On Mon, Feb 27, 2023 at 3:22 PM Christian König
>
> Unfortunately yes. We could clean that up a bit more so that you don't
> run into a BUG() assertion, but what essentially happens here is that we
> completely fail to talk to the hardware.
>
> In this situation we can't even re-enable vesa or text console any more.
>
Then I don't understand why when amdgpu is blacklisted via
modprobe.blacklist=amdgpu then I see graphics and could login into
GNOME. Yes without hardware acceleration, but it is better than non
working graphics. It means there is some other driver (I assume this
is "video") which can successfully talk to the AMD hardware in
conditions where amdgpu cannot do this. My suggestion is that if
amdgpu fails to talk to the hardware, then let another suitable driver
do it.
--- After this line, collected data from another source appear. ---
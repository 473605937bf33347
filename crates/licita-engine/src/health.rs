//! Health sweep and auto-pause.
//!
//! Every 30 minutes each source's recent runs are scored (the scoring
//! itself is pure, in `licita_core::health`); three consecutive failures
//! pause the source and emit a notification. Reactivation is always
//! manual and always permitted.

use std::sync::Arc;
use std::time::Duration;
use tokio_util::sync::CancellationToken;

use licita_core::error::AppError;
use licita_core::health::{evaluate, HealthReport, HEALTH_WINDOW};
use licita_core::models::ScraperConfig;

use crate::context::CoreContext;
use crate::scheduler::Scheduler;

/// How often the sweep runs.
pub const SWEEP_INTERVAL: Duration = Duration::from_secs(30 * 60);

const AUTO_PAUSE_REASON: &str = "3 consecutive failed runs";

/// One source's health at sweep time.
#[derive(Debug, Clone, serde::Serialize)]
pub struct SourceHealth {
    pub name: String,
    pub active: bool,
    pub score: u8,
    pub success_rate: f64,
    pub freshness: f64,
    pub yield_score: f64,
    pub stability: f64,
    pub consecutive_failures: usize,
    pub paused_reason: Option<String>,
}

pub struct HealthMonitor {
    ctx: Arc<CoreContext>,
    scheduler: Arc<Scheduler>,
}

impl HealthMonitor {
    pub fn new(ctx: Arc<CoreContext>, scheduler: Arc<Scheduler>) -> Self {
        Self { ctx, scheduler }
    }

    /// Periodic sweep until shutdown.
    pub async fn run_loop(self, shutdown: CancellationToken) {
        loop {
            tokio::select! {
                _ = tokio::time::sleep(SWEEP_INTERVAL) => {}
                _ = shutdown.cancelled() => return,
            }
            match self.sweep().await {
                Ok(report) => {
                    tracing::info!(sources = report.len(), "health sweep complete");
                }
                Err(e) => tracing::error!("health sweep failed: {}", e),
            }
        }
    }

    /// Scores every source and auto-pauses the ones that earned it.
    pub async fn sweep(&self) -> Result<Vec<SourceHealth>, AppError> {
        let configs = self.ctx.runs.list_configs(false).await?;
        let mut results = Vec::with_capacity(configs.len());

        for config in configs {
            let samples = self
                .ctx
                .runs
                .recent_samples(&config.name, HEALTH_WINDOW as i64)
                .await?;
            let report = evaluate(
                &samples,
                schedule_interval_hours(&config),
                self.ctx.clock.now(),
            );

            if config.active && report.should_pause() {
                tracing::warn!(
                    source = %config.name,
                    score = report.score,
                    "auto-pausing after {} consecutive failures",
                    report.consecutive_failures
                );
                self.ctx
                    .runs
                    .set_active(&config.name, false, Some(AUTO_PAUSE_REASON))
                    .await?;
                self.ctx
                    .notifier
                    .notify(
                        "auto_pause",
                        serde_json::json!({
                            "source": config.name,
                            "score": report.score,
                            "consecutive_failures": report.consecutive_failures,
                            "reason": AUTO_PAUSE_REASON,
                        }),
                    )
                    .await;
                results.push(to_source_health(&config, &report, false, Some(AUTO_PAUSE_REASON)));
            } else {
                results.push(to_source_health(
                    &config,
                    &report,
                    config.active,
                    config.paused_reason.as_deref(),
                ));
            }
        }
        results.sort_by(|a, b| a.name.cmp(&b.name));
        Ok(results)
    }

    /// Clears a pause regardless of score, resets the job's adaptive
    /// counters, and puts it back on the schedule.
    pub async fn reactivate(&self, name: &str) -> Result<(), AppError> {
        self.ctx.runs.set_active(name, true, None).await?;
        self.scheduler.reschedule(name).await?;
        self.ctx
            .notifier
            .notify("reactivated", serde_json::json!({ "source": name }))
            .await;
        tracing::info!(source = %name, "source reactivated");
        Ok(())
    }
}

fn to_source_health(
    config: &ScraperConfig,
    report: &HealthReport,
    active: bool,
    paused_reason: Option<&str>,
) -> SourceHealth {
    SourceHealth {
        name: config.name.clone(),
        active,
        score: report.score,
        success_rate: report.success_rate,
        freshness: report.freshness,
        yield_score: report.yield_score,
        stability: report.stability,
        consecutive_failures: report.consecutive_failures,
        paused_reason: paused_reason.map(str::to_string),
    }
}

/// Freshness horizon input: the configured floor, else 6 hours.
fn schedule_interval_hours(config: &ScraperConfig) -> f64 {
    config.min_interval_hours.unwrap_or(6.0)
}
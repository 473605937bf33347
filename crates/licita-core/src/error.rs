use thiserror::Error;

/// Application-wide error types.
///
/// Each variant corresponds to one of the semantic error kinds the system
/// distinguishes: transport failures (retried inside the HTTP client),
/// per-record parse failures (accumulated as run warnings), invariant
/// violations, storage failures, and scheduling outcomes. No exception-style
/// control flow crosses a component boundary; components return `AppError`
/// and callers decide whether the error ends a record, a chunk, or a run.
///
/// # Error Conversion
///
/// Underlying library errors convert via `#[from]`:
/// - `sqlx::Error` → `AppError::Database`
/// - `serde_json::Error` → `AppError::Serialization`
#[derive(Error, Debug)]
pub enum AppError {
    // ---- Transport ----------------------------------------------------
    /// The per-host circuit breaker is open; no outbound call was made.
    #[error("Circuit open for host: {0}")]
    CircuitOpen(String),

    /// The remote host answered 429 and retries were exhausted.
    #[error("Rate limited by host: {0}")]
    RateLimited(String),

    /// Request exceeded its timeout.
    #[error("Request timed out after {0} seconds")]
    Timeout(u64),

    /// Connection-level failure (DNS, refused, reset).
    #[error("Connection error: {0}")]
    Connection(String),

    /// Non-success HTTP status that is not retryable.
    #[error("HTTP {status} from {url}")]
    Http { status: u16, url: String },

    /// Body could not be decoded as the expected content type.
    #[error("Failed to decode response: {0}")]
    Decoding(String),

    // ---- Parse --------------------------------------------------------
    /// A page was fetched but its structure defeated the adapter's parser.
    #[error("Malformed page: {0}")]
    MalformedPage(String),

    /// A JSON payload deserialized but did not carry the expected shape.
    #[error("Unexpected schema: {0}")]
    UnexpectedSchema(String),

    // ---- Invariant ----------------------------------------------------
    /// A date carried a year outside the accepted window; the record is
    /// skipped and counted as a warning.
    #[error("Year {0} outside accepted window")]
    YearOutOfRange(i32),

    /// A record was missing a field required for ingestion.
    #[error("Missing required field: {0}")]
    MissingField(&'static str),

    // ---- Storage ------------------------------------------------------
    /// Database operation failed.
    #[error("Database error: {0}")]
    Database(#[from] sqlx::Error),

    /// A bulk-write chunk failed after its retry.
    #[error("Write failure: {0}")]
    WriteFailure(String),

    // ---- Scheduling ---------------------------------------------------
    /// The run's cancellation handle fired.
    #[error("Run cancelled")]
    JobCancelled,

    /// The run exceeded the scheduler's hard cap (1.5x category timeout).
    #[error("Run exceeded its hard timeout")]
    JobTimeout,

    /// No scraper configuration exists under the given name.
    #[error("Scraper config not found: {0}")]
    ConfigNotFound(String),

    // ---- Other --------------------------------------------------------
    /// JSON serialization or deserialization failed.
    #[error("Serialization error: {0}")]
    Serialization(#[from] serde_json::Error),

    /// URL parsing failed.
    #[error("Invalid URL: {0}")]
    InvalidUrl(String),

    /// Configuration file missing or invalid.
    #[error("Configuration error: {0}")]
    Config(String),

    /// Generic application error for cases not covered by specific variants.
    #[error("Error: {0}")]
    Generic(String),
}

impl AppError {
    /// Returns true if this error is worth retrying at the transport level.
    ///
    /// # Examples
    ///
    /// ```
    /// use licita_core::error::AppError;
    ///
    /// assert!(AppError::Connection("reset".into()).is_retryable());
    /// assert!(AppError::Timeout(600).is_retryable());
    /// assert!(!AppError::Http { status: 404, url: "https://x".into() }.is_retryable());
    /// assert!(!AppError::CircuitOpen("host".into()).is_retryable());
    /// ```
    pub fn is_retryable(&self) -> bool {
        match self {
            AppError::Connection(_) | AppError::Timeout(_) | AppError::RateLimited(_) => true,
            AppError::Http { status, .. } => (500..=599).contains(status),
            _ => false,
        }
    }

    /// Returns true if this error counts as a per-record warning rather than
    /// a run-level error: the run continues and ends `partial` at worst.
    pub fn is_record_level(&self) -> bool {
        matches!(
            self,
            AppError::MalformedPage(_)
                | AppError::UnexpectedSchema(_)
                | AppError::YearOutOfRange(_)
                | AppError::MissingField(_)
        )
    }

    /// Returns a user-friendly error message suitable for CLI output.
    pub fn user_message(&self) -> String {
        match self {
            AppError::Database(e) => {
                if e.to_string().contains("connection") {
                    "Cannot connect to database. Is PostgreSQL running?\n   Check DATABASE_URL."
                        .to_string()
                } else {
                    format!("Database error: {}", e)
                }
            }
            AppError::Timeout(secs) => {
                format!(
                    "Request timed out after {} seconds.\n   The portal may be overloaded. Try again later.",
                    secs
                )
            }
            AppError::CircuitOpen(host) => {
                format!(
                    "{} is failing repeatedly; requests are paused until the cooldown expires.",
                    host
                )
            }
            AppError::Connection(msg) => {
                format!("Network error: {}\n   Check your internet connection.", msg)
            }
            AppError::ConfigNotFound(name) => {
                format!(
                    "No scraper named '{}'.\n   Check sources.toml or `licita jobs`.",
                    name
                )
            }
            _ => self.to_string(),
        }
    }
}

#[cfg(test)]
mod tests {
    use super::*;

    #[test]
    fn test_error_display() {
        let err = AppError::ConfigNotFound("mendoza".to_string());
        assert_eq!(err.to_string(), "Scraper config not found: mendoza");
    }

    #[test]
    fn test_http_error_display() {
        let err = AppError::Http {
            status: 503,
            url: "https://comprar.gob.ar".to_string(),
        };
        assert_eq!(err.to_string(), "HTTP 503 from https://comprar.gob.ar");
    }

    #[test]
    fn test_is_retryable_server_errors_only() {
        assert!(AppError::Http {
            status: 500,
            url: "https://x".into()
        }
        .is_retryable());
        assert!(!AppError::Http {
            status: 404,
            url: "https://x".into()
        }
        .is_retryable());
        assert!(!AppError::Http {
            status: 429,
            url: "https://x".into()
        }
        .is_retryable());
    }

    #[test]
    fn test_rate_limited_is_retryable() {
        // 429 maps to RateLimited before reaching Http
        assert!(AppError::RateLimited("comprar.gob.ar".into()).is_retryable());
    }

    #[test]
    fn test_record_level_errors() {
        assert!(AppError::YearOutOfRange(2019).is_record_level());
        assert!(AppError::MalformedPage("row without title cell".into()).is_record_level());
        assert!(!AppError::JobCancelled.is_record_level());
        assert!(!AppError::WriteFailure("chunk 3".into()).is_record_level());
    }

    #[test]
    fn test_error_from_serde() {
        let result: Result<serde_json::Value, _> = serde_json::from_str("{ invalid }");
        let app_err: AppError = result.unwrap_err().into();
        assert!(matches!(app_err, AppError::Serialization(_)));
    }

    #[test]
    fn test_user_message_circuit_open() {
        let msg = AppError::CircuitOpen("boletin.mendoza.gov.ar".into()).user_message();
        assert!(msg.contains("boletin.mendoza.gov.ar"));
        assert!(msg.contains("cooldown"));
    }
}
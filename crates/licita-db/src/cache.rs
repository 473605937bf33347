//! TTL caches for the query engine's aggregate endpoints.
//!
//! Facets and distinct lists are recomputed at most once per TTL;
//! ingestion invalidates them lazily after writes.

use moka::sync::Cache;
use std::collections::BTreeMap;
use std::sync::Arc;
use std::time::Duration;

use licita_core::query::FacetCount;

const FACETS_TTL: Duration = Duration::from_secs(5 * 60);
const DISTINCT_TTL: Duration = Duration::from_secs(30 * 60);
const RUBROS_TTL: Duration = Duration::from_secs(60 * 60);

pub(crate) type FacetsValue = Arc<BTreeMap<String, Vec<FacetCount>>>;
pub(crate) type ValuesList = Arc<Vec<String>>;

pub(crate) struct QueryCaches {
    pub facets: Cache<String, FacetsValue>,
    pub distinct: Cache<String, ValuesList>,
    pub rubros: Cache<String, ValuesList>,
}

impl QueryCaches {
    pub fn new() -> Self {
        Self {
            facets: Cache::builder()
                .max_capacity(256)
                .time_to_live(FACETS_TTL)
                .build(),
            distinct: Cache::builder()
                .max_capacity(512)
                .time_to_live(DISTINCT_TTL)
                .build(),
            rubros: Cache::builder()
                .max_capacity(4)
                .time_to_live(RUBROS_TTL)
                .build(),
        }
    }

    /// Drops everything; called after writes that touch cached dimensions.
    pub fn invalidate(&self) {
        self.facets.invalidate_all();
        self.distinct.invalidate_all();
        self.rubros.invalidate_all();
    }
}
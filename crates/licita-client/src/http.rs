//! Resilient HTTP client shared by every adapter.
//!
//! Wraps `reqwest` with per-host request spacing, a per-host circuit
//! breaker, bounded retries with exponential backoff and jitter, and
//! User-Agent rotation. Stateful adapters get a sticky [`Session`] that
//! keeps cookies and a fixed User-Agent while still flowing through the
//! shared limiter and breaker.

use governor::clock::DefaultClock;
use governor::state::keyed::DefaultKeyedStateStore;
use governor::{Quota, RateLimiter};
use rand::seq::SliceRandom;
use rand::Rng;
use reqwest::Method;
use std::collections::HashMap;
use std::sync::{Arc, Mutex};
use std::time::{Duration, Instant};
use tokio_util::sync::CancellationToken;
use url::Url;

use licita_core::error::AppError;

type HostLimiter = RateLimiter<String, DefaultKeyedStateStore<String>, DefaultClock>;

/// Retry attempts per fetch (first try included).
const MAX_ATTEMPTS: u32 = 3;

/// Exponential backoff base and cap.
const BACKOFF_BASE: Duration = Duration::from_secs(1);
const BACKOFF_CAP: Duration = Duration::from_secs(30);

/// Default User-Agent pool: current mainstream browsers, rotated per
/// request so one scraper does not present a single fingerprint all day.
fn default_user_agents() -> Vec<String> {
    [
        "Mozilla/5.0 (Windows NT 10.0; Win64; x64) AppleWebKit/537.36 (KHTML, like Gecko) Chrome/126.0.0.0 Safari/537.36",
        "Mozilla/5.0 (Macintosh; Intel Mac OS X 10_15_7) AppleWebKit/537.36 (KHTML, like Gecko) Chrome/126.0.0.0 Safari/537.36",
        "Mozilla/5.0 (X11; Linux x86_64) AppleWebKit/537.36 (KHTML, like Gecko) Chrome/125.0.0.0 Safari/537.36",
        "Mozilla/5.0 (Windows NT 10.0; Win64; x64; rv:127.0) Gecko/20100101 Firefox/127.0",
        "Mozilla/5.0 (Macintosh; Intel Mac OS X 10.15; rv:127.0) Gecko/20100101 Firefox/127.0",
    ]
    .into_iter()
    .map(String::from)
    .collect()
}

/// Client behavior knobs; defaults match the documented contract.
#[derive(Debug, Clone)]
pub struct HttpSettings {
    /// Minimum spacing between requests to one host.
    pub rate_limit_per_host: Duration,
    /// Consecutive transport failures before a host's circuit opens.
    pub circuit_fail_threshold: u32,
    /// How long an open circuit rejects requests outright.
    pub circuit_cooldown: Duration,
    /// Default per-request timeout; adapters may override per request.
    pub default_timeout: Duration,
    pub user_agents: Vec<String>,
}

impl Default for HttpSettings {
    fn default() -> Self {
        Self {
            rate_limit_per_host: Duration::from_secs(1),
            circuit_fail_threshold: 5,
            circuit_cooldown: Duration::from_secs(5 * 60),
            default_timeout: Duration::from_secs(600),
            user_agents: default_user_agents(),
        }
    }
}

#[derive(Debug, Clone, Copy)]
enum Breaker {
    Closed { failures: u32 },
    Open { until: Instant },
    HalfOpen,
}

/// An outbound request.
#[derive(Debug, Clone)]
pub struct FetchRequest {
    pub url: String,
    pub method: Method,
    pub headers: Vec<(String, String)>,
    /// Form-encoded body for POSTs (VIEWSTATE postbacks, GeneXus events).
    pub form: Option<Vec<(String, String)>>,
    pub timeout: Option<Duration>,
}

impl FetchRequest {
    pub fn get(url: impl Into<String>) -> Self {
        Self {
            url: url.into(),
            method: Method::GET,
            headers: Vec::new(),
            form: None,
            timeout: None,
        }
    }

    pub fn post_form(url: impl Into<String>, form: Vec<(String, String)>) -> Self {
        Self {
            url: url.into(),
            method: Method::POST,
            headers: Vec::new(),
            form: Some(form),
            timeout: None,
        }
    }

    pub fn with_timeout(mut self, timeout: Duration) -> Self {
        self.timeout = Some(timeout);
        self
    }
}

/// A completed response with its body already read.
#[derive(Debug, Clone)]
pub struct FetchResponse {
    pub status: u16,
    pub final_url: String,
    pub bytes: Vec<u8>,
}

impl FetchResponse {
    pub fn text(&self) -> String {
        String::from_utf8_lossy(&self.bytes).into_owned()
    }

    pub fn json<T: serde::de::DeserializeOwned>(&self) -> Result<T, AppError> {
        serde_json::from_slice(&self.bytes).map_err(|e| AppError::Decoding(e.to_string()))
    }
}

struct Shared {
    plain: reqwest::Client,
    limiter: HostLimiter,
    breakers: Mutex<HashMap<String, Breaker>>,
    settings: HttpSettings,
}

/// The process-global resilient client. Cheap to clone; all clones share
/// the per-host limiter and circuit-breaker state.
#[derive(Clone)]
pub struct FetchClient {
    shared: Arc<Shared>,
}

impl FetchClient {
    pub fn new(settings: HttpSettings) -> Result<Self, AppError> {
        let plain = reqwest::Client::builder()
            .gzip(true)
            .redirect(reqwest::redirect::Policy::limited(5))
            .build()
            .map_err(|e| AppError::Generic(format!("failed to build HTTP client: {}", e)))?;

        let period = settings.rate_limit_per_host.max(Duration::from_millis(1));
        let quota = Quota::with_period(period)
            .ok_or_else(|| AppError::Generic("invalid rate-limit period".to_string()))?;

        Ok(Self {
            shared: Arc::new(Shared {
                plain,
                limiter: RateLimiter::keyed(quota),
                breakers: Mutex::new(HashMap::new()),
                settings,
            }),
        })
    }

    pub fn settings(&self) -> &HttpSettings {
        &self.shared.settings
    }

    /// Fetches through the shared limiter/breaker with a per-request
    /// User-Agent drawn from the pool.
    pub async fn fetch(
        &self,
        request: FetchRequest,
        cancel: &CancellationToken,
    ) -> Result<FetchResponse, AppError> {
        let ua = self.pick_user_agent();
        self.execute(&self.shared.plain, &ua, request, cancel).await
    }

    /// Opens a sticky session: its own cookie jar and a User-Agent that
    /// stays fixed for the session's lifetime. Needed by WebForms and
    /// GeneXus portals whose paging state lives in cookies + hidden fields.
    pub fn session(&self) -> Result<Session, AppError> {
        let client = reqwest::Client::builder()
            .gzip(true)
            .cookie_store(true)
            .redirect(reqwest::redirect::Policy::limited(5))
            .build()
            .map_err(|e| AppError::Generic(format!("failed to build session client: {}", e)))?;
        Ok(Session {
            base: self.clone(),
            client,
            user_agent: self.pick_user_agent(),
        })
    }

    fn pick_user_agent(&self) -> String {
        let pool = &self.shared.settings.user_agents;
        pool.choose(&mut rand::thread_rng())
            .cloned()
            .unwrap_or_else(|| "licita/0.1".to_string())
    }

    async fn execute(
        &self,
        client: &reqwest::Client,
        user_agent: &str,
        request: FetchRequest,
        cancel: &CancellationToken,
    ) -> Result<FetchResponse, AppError> {
        let parsed = Url::parse(&request.url)
            .map_err(|_| AppError::InvalidUrl(request.url.clone()))?;
        let host = parsed.host_str().unwrap_or("").to_string();
        if host.is_empty() {
            return Err(AppError::InvalidUrl(request.url.clone()));
        }

        self.check_breaker(&host)?;
        let timeout = request
            .timeout
            .unwrap_or(self.shared.settings.default_timeout);

        let mut last_error = AppError::Generic("no attempts made".to_string());
        for attempt in 1..=MAX_ATTEMPTS {
            tokio::select! {
                _ = self.shared.limiter.until_key_ready(&host) => {}
                _ = cancel.cancelled() => return Err(AppError::JobCancelled),
            }

            let mut builder = client
                .request(request.method.clone(), parsed.clone())
                .header(reqwest::header::USER_AGENT, user_agent)
                .timeout(timeout);
            for (name, value) in &request.headers {
                builder = builder.header(name, value);
            }
            if let Some(form) = &request.form {
                builder = builder.form(form);
            }

            let outcome = tokio::select! {
                r = builder.send() => r,
                _ = cancel.cancelled() => return Err(AppError::JobCancelled),
            };

            match outcome {
                Ok(response) => {
                    let status = response.status();
                    if status.is_success() {
                        let final_url = response.url().to_string();
                        let body = tokio::select! {
                            b = response.bytes() => b,
                            _ = cancel.cancelled() => return Err(AppError::JobCancelled),
                        };
                        return match body {
                            Ok(bytes) => {
                                self.record_success(&host);
                                Ok(FetchResponse {
                                    status: status.as_u16(),
                                    final_url,
                                    bytes: bytes.to_vec(),
                                })
                            }
                            Err(e) => {
                                self.record_failure(&host);
                                Err(AppError::Decoding(e.to_string()))
                            }
                        };
                    }

                    if status.as_u16() == 429 {
                        last_error = AppError::RateLimited(host.clone());
                        self.record_failure(&host);
                    } else if status.is_server_error() {
                        last_error = AppError::Http {
                            status: status.as_u16(),
                            url: request.url.clone(),
                        };
                        self.record_failure(&host);
                    } else {
                        // 4xx: the host is answering fine, we asked for the
                        // wrong thing. No breaker penalty, no retry.
                        return Err(AppError::Http {
                            status: status.as_u16(),
                            url: request.url.clone(),
                        });
                    }
                }
                Err(e) => {
                    last_error = if e.is_timeout() {
                        AppError::Timeout(timeout.as_secs())
                    } else {
                        AppError::Connection(e.to_string())
                    };
                    self.record_failure(&host);
                }
            }

            if attempt < MAX_ATTEMPTS {
                let backoff = backoff_with_jitter(attempt);
                tracing::debug!(
                    host = %host,
                    attempt,
                    backoff_ms = backoff.as_millis() as u64,
                    "retrying after {}", last_error
                );
                tokio::select! {
                    _ = tokio::time::sleep(backoff) => {}
                    _ = cancel.cancelled() => return Err(AppError::JobCancelled),
                }
                // The breaker may have opened while we were failing.
                self.check_breaker(&host)?;
            }
        }

        Err(last_error)
    }

    fn check_breaker(&self, host: &str) -> Result<(), AppError> {
        let mut breakers = self.shared.breakers.lock().expect("breaker lock");
        match breakers.get_mut(host) {
            Some(Breaker::Open { until }) => {
                if Instant::now() < *until {
                    Err(AppError::CircuitOpen(host.to_string()))
                } else {
                    // Cooldown elapsed; let one probe through.
                    breakers.insert(host.to_string(), Breaker::HalfOpen);
                    Ok(())
                }
            }
            _ => Ok(()),
        }
    }

    fn record_success(&self, host: &str) {
        let mut breakers = self.shared.breakers.lock().expect("breaker lock");
        breakers.insert(host.to_string(), Breaker::Closed { failures: 0 });
    }

    fn record_failure(&self, host: &str) {
        let mut breakers = self.shared.breakers.lock().expect("breaker lock");
        let threshold = self.shared.settings.circuit_fail_threshold;
        let cooldown = self.shared.settings.circuit_cooldown;
        let next = match breakers
            .get(host)
            .copied()
            .unwrap_or(Breaker::Closed { failures: 0 })
        {
            Breaker::Closed { failures } => {
                let failures = failures + 1;
                if failures >= threshold {
                    tracing::warn!(host = %host, failures, "circuit opened");
                    Breaker::Open {
                        until: Instant::now() + cooldown,
                    }
                } else {
                    Breaker::Closed { failures }
                }
            }
            // A failed half-open probe re-opens for a full cooldown.
            Breaker::HalfOpen | Breaker::Open { .. } => Breaker::Open {
                until: Instant::now() + cooldown,
            },
        };
        breakers.insert(host.to_string(), next);
    }
}

fn backoff_with_jitter(attempt: u32) -> Duration {
    let exp = BACKOFF_BASE
        .checked_mul(2u32.saturating_pow(attempt - 1))
        .unwrap_or(BACKOFF_CAP)
        .min(BACKOFF_CAP);
    let jitter = Duration::from_millis(rand::thread_rng().gen_range(0..500));
    exp + jitter
}

/// Sticky cookie session bound to the shared limiter and breaker.
pub struct Session {
    base: FetchClient,
    client: reqwest::Client,
    user_agent: String,
}

impl Session {
    pub async fn fetch(
        &self,
        request: FetchRequest,
        cancel: &CancellationToken,
    ) -> Result<FetchResponse, AppError> {
        self.base
            .execute(&self.client, &self.user_agent, request, cancel)
            .await
    }
}
//! Official-gazette (boletín) adapter.
//!
//! Boletines publish many tenders under one URL, often without per-item
//! anchors. Rows without their own link share the listing URL at
//! `partial` quality; the item's full text is kept as the description so
//! the resolver can mine dates and expedientes out of it.

use async_trait::async_trait;
use url::Url;

use licita_core::error::AppError;
use licita_core::models::{AdapterCategory, ScraperConfig};

use crate::http::{FetchClient, FetchRequest};

use super::rows;
use super::{AdapterContext, AdapterOutput, SourceAdapter};

pub struct BoletinAdapter;

#[async_trait]
impl SourceAdapter for BoletinAdapter {
    fn name(&self) -> &'static str {
        "boletin"
    }

    fn category(&self) -> AdapterCategory {
        AdapterCategory::Light
    }

    fn handles_url(&self, url: &Url) -> bool {
        url.host_str()
            .map(|h| h.contains("boletin"))
            .unwrap_or(false)
            || url.path().to_lowercase().contains("boletin")
    }

    async fn run(
        &self,
        config: &ScraperConfig,
        client: &FetchClient,
        ctx: &AdapterContext,
    ) -> Result<AdapterOutput, AppError> {
        let base = Url::parse(&config.url).map_err(|_| AppError::InvalidUrl(config.url.clone()))?;
        let request = FetchRequest::get(base.as_str()).with_timeout(self.category().timeout());
        let response = client.fetch(request, &ctx.cancel).await?;

        let body = response.text();
        let page = rows::parse_listing(&body, config, &base)?;

        let mut output = AdapterOutput {
            records: page.records,
            warnings: page.warnings,
        };
        for record in &mut output.records {
            // Gazette entries are prose; keep the full text for the
            // resolver's date and expediente mining.
            if record.description.is_none() && record.title.len() > 80 {
                record.description = Some(record.title.clone());
            }
        }
        tracing::debug!(source = %config.name, items = output.records.len(), "boletin parsed");
        Ok(output)
    }
}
I attached a system log when I apply "pci=nocrs" with
"modprobe.blacklist=amdgpu" for showing that graphics work right in
this case.
To do this, does the Linux module loading mechanism need to be refined?


--
Best Regards,
Mike Gavrilov.


Attachments:
system-without-amdgpu.tar.xz (40.74 kB)

2023-02-28 12:43:33

by Christian König

[permalink] [raw]
Subject: Re: amdgpu didn't start with pci=nocrs parameter, get error "Fatal error during GPU init"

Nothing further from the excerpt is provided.